Thursday 23 April 2015

Apache Hive? Compile Hive with Ubuntu 14 :: HADOOP 2.6.0

Get Started Hive

The Apache Hive ™ is data warehouse infrastructure built on top of Hadoop that software facilitates querying and managing large data-sets residing in distributed storage. Hive provides a mechanism to project structure onto this data and query the data using a SQL-like language called HiveQL. At the same time this language also allows traditional map/reduce programmers to plug in their custom mappers and reducers when it is inconvenient or inefficient to express this logic in HiveQL. For details visit WIKI

By default, Hive stores metadata in an embedded Apache Derby database, and other client/server databases like MySQL, PostgreSQL can optionally be used. While Yahoo was working with PIG for deployment on Hadoop, Facebook started their own warehouse solutions on Hadoop which resulted on HIVE, The reason behind using hive is because traditional warehousing  solutions are getting expensive, While initially developed by Facebook, Apache Hive is now used and developed by other companies such as Netflix.

Components of Hive:

HCatalog is a component of Hive. It is a table and storage management layer for Hadoop that enables users with different data processing tools — including Pig and MapReduce — to more easily read and write data on the grid.
WebHCat provides a service that you can use to run Hadoop MapReduce (or YARN), Pig, Hive jobs or perform Hive metadata operations using an HTTP (REST style) interface.

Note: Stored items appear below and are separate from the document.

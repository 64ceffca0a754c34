//! The assembly specification and its parser.

use std::collections::BTreeMap;

use assembly_naming::{AssemblyId, Role};
use serde::{Deserialize, Serialize};

use crate::{ModelError, StorageConfig};

/// Spec-source keys.
pub mod keys {
    pub const KAFKA_REPLICAS: &str = "kafka-nodes";
    pub const KAFKA_STORAGE: &str = "kafka-storage";
    pub const KAFKA_METRICS_CONFIG: &str = "kafka-metrics-config";
    pub const KAFKA_IMAGE: &str = "kafka-image";

    pub const ZOOKEEPER_REPLICAS: &str = "zookeeper-nodes";
    pub const ZOOKEEPER_STORAGE: &str = "zookeeper-storage";
    pub const ZOOKEEPER_METRICS_CONFIG: &str = "zookeeper-metrics-config";
    pub const ZOOKEEPER_IMAGE: &str = "zookeeper-image";

    pub const TOPIC_CONTROLLER_CONFIG: &str = "topic-controller-config";
}

/// Replica count used when the spec source does not set one.
pub const DEFAULT_REPLICAS: u32 = 3;

/// Default Kafka image.
pub const DEFAULT_KAFKA_IMAGE: &str = "assembly/kafka:latest";

/// Default ZooKeeper image.
pub const DEFAULT_ZOOKEEPER_IMAGE: &str = "assembly/zookeeper:latest";

/// Default topic controller image.
pub const DEFAULT_TOPIC_CONTROLLER_IMAGE: &str = "assembly/topic-controller:latest";

/// Per-role key names.
struct RoleKeys {
    replicas: &'static str,
    storage: &'static str,
    metrics: &'static str,
    image: &'static str,
    default_image: &'static str,
}

impl RoleKeys {
    fn for_role(role: Role) -> Self {
        match role {
            Role::Kafka => Self {
                replicas: keys::KAFKA_REPLICAS,
                storage: keys::KAFKA_STORAGE,
                metrics: keys::KAFKA_METRICS_CONFIG,
                image: keys::KAFKA_IMAGE,
                default_image: DEFAULT_KAFKA_IMAGE,
            },
            Role::Zookeeper | Role::TopicController => Self {
                replicas: keys::ZOOKEEPER_REPLICAS,
                storage: keys::ZOOKEEPER_STORAGE,
                metrics: keys::ZOOKEEPER_METRICS_CONFIG,
                image: keys::ZOOKEEPER_IMAGE,
                default_image: DEFAULT_ZOOKEEPER_IMAGE,
            },
        }
    }
}

/// Desired state of one clustered sub-component.
#[derive(Debug, Clone, PartialEq, Serialize, Deserialize)]
pub struct ClusterSpec {
    pub replicas: u32,
    pub storage: StorageConfig,
    /// Opaque metrics configuration, passed through to the metrics config object.
    pub metrics_config: serde_json::Value,
    pub image: String,
}

/// A parsed assembly specification.
#[derive(Debug, Clone, PartialEq, Serialize, Deserialize)]
pub struct AssemblySpec {
    pub id: AssemblyId,
    pub zookeeper: ClusterSpec,
    pub kafka: ClusterSpec,
    /// Opaque topic controller configuration; `None` means no management deployment.
    pub topic_controller_config: Option<serde_json::Value>,
}

impl AssemblySpec {
    /// Parses a spec source's data.
    ///
    /// Missing keys fall back to defaults; present but malformed keys fail the
    /// whole parse.
    pub fn from_data(id: AssemblyId, data: &BTreeMap<String, String>) -> Result<Self, ModelError> {
        let zookeeper = parse_cluster(Role::Zookeeper, data)?;
        let kafka = parse_cluster(Role::Kafka, data)?;
        let topic_controller_config = data
            .get(keys::TOPIC_CONTROLLER_CONFIG)
            .map(|raw| parse_json(keys::TOPIC_CONTROLLER_CONFIG, raw))
            .transpose()?;

        Ok(Self {
            id,
            zookeeper,
            kafka,
            topic_controller_config,
        })
    }

    /// Renders the spec back into spec-source data.
    #[must_use]
    pub fn to_data(&self) -> BTreeMap<String, String> {
        let mut data = BTreeMap::new();
        for role in Role::CLUSTERED {
            let k = RoleKeys::for_role(role);
            let cluster = self.cluster(role);
            data.insert(k.replicas.to_string(), cluster.replicas.to_string());
            data.insert(k.storage.to_string(), cluster.storage.to_json());
            data.insert(k.metrics.to_string(), cluster.metrics_config.to_string());
            data.insert(k.image.to_string(), cluster.image.clone());
        }
        if let Some(config) = &self.topic_controller_config {
            data.insert(keys::TOPIC_CONTROLLER_CONFIG.to_string(), config.to_string());
        }
        data
    }

    /// Returns the spec of a clustered role.
    ///
    /// `Role::TopicController` is not clustered and maps to the ZooKeeper spec
    /// only so this stays total; callers iterate [`Role::CLUSTERED`].
    #[must_use]
    pub fn cluster(&self, role: Role) -> &ClusterSpec {
        match role {
            Role::Kafka => &self.kafka,
            Role::Zookeeper | Role::TopicController => &self.zookeeper,
        }
    }
}

fn parse_cluster(role: Role, data: &BTreeMap<String, String>) -> Result<ClusterSpec, ModelError> {
    let k = RoleKeys::for_role(role);

    let replicas = match data.get(k.replicas) {
        Some(raw) => parse_replicas(role, raw)?,
        None => DEFAULT_REPLICAS,
    };

    let storage = match data.get(k.storage) {
        Some(raw) => StorageConfig::from_json(role, raw)?,
        None => StorageConfig::default(),
    };

    let metrics_config = match data.get(k.metrics) {
        Some(raw) => parse_json(k.metrics, raw)?,
        None => serde_json::json!({}),
    };

    let image = data
        .get(k.image)
        .cloned()
        .unwrap_or_else(|| k.default_image.to_string());

    Ok(ClusterSpec {
        replicas,
        storage,
        metrics_config,
        image,
    })
}

fn parse_replicas(role: Role, raw: &str) -> Result<u32, ModelError> {
    let invalid = |reason: String| ModelError::InvalidReplicas {
        role,
        value: raw.to_string(),
        reason,
    };

    let replicas: u32 = raw.trim().parse().map_err(|e| invalid(format!("{e}")))?;
    if replicas == 0 {
        return Err(invalid("must be at least 1".to_string()));
    }
    Ok(replicas)
}

fn parse_json(key: &'static str, raw: &str) -> Result<serde_json::Value, ModelError> {
    serde_json::from_str(raw).map_err(|e| ModelError::InvalidJson {
        key,
        reason: e.to_string(),
    })
}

Hive is not built for quick response applications thus, can not be compared with other applications designed for reduced response times. it is build for data mining applications with post processing of data distributed over Hadoop cluster.

features of Hive include:
  • Indexing to provide acceleration
  • Different storage types such as plain text, RCFile, HBase, ORC, and others.
  • Metadata storage in an RDBMS, significantly reducing the time to perform semantic checks during query execution.
  • Operating on compressed data stored into the Hadoop ecosystem using algorithms including DEFLATE, BWT, snappy, etc.
  • Built-in user defined functions (UDFs) to manipulate dates, strings, and other data-mining tools. Hive supports extending the UDF set to handle use-cases not supported by built-in functions.
  • SQL-like queries (HiveQL), which are implicitly converted into Map-reduce, or Spark jobs.

HiveQL

HiveQL is based on SQL, but it does not strictly follow the full SQL-92 standard. HiveQL offers extensions not in SQL, including multi-table inserts and create table as select, but only offers basic support for indexes. Also, HiveQL lacks support for transactions and materialized views, and only limited sub-query support. Support for insert, update, and delete with full ACID functionality was made available with release 0.14.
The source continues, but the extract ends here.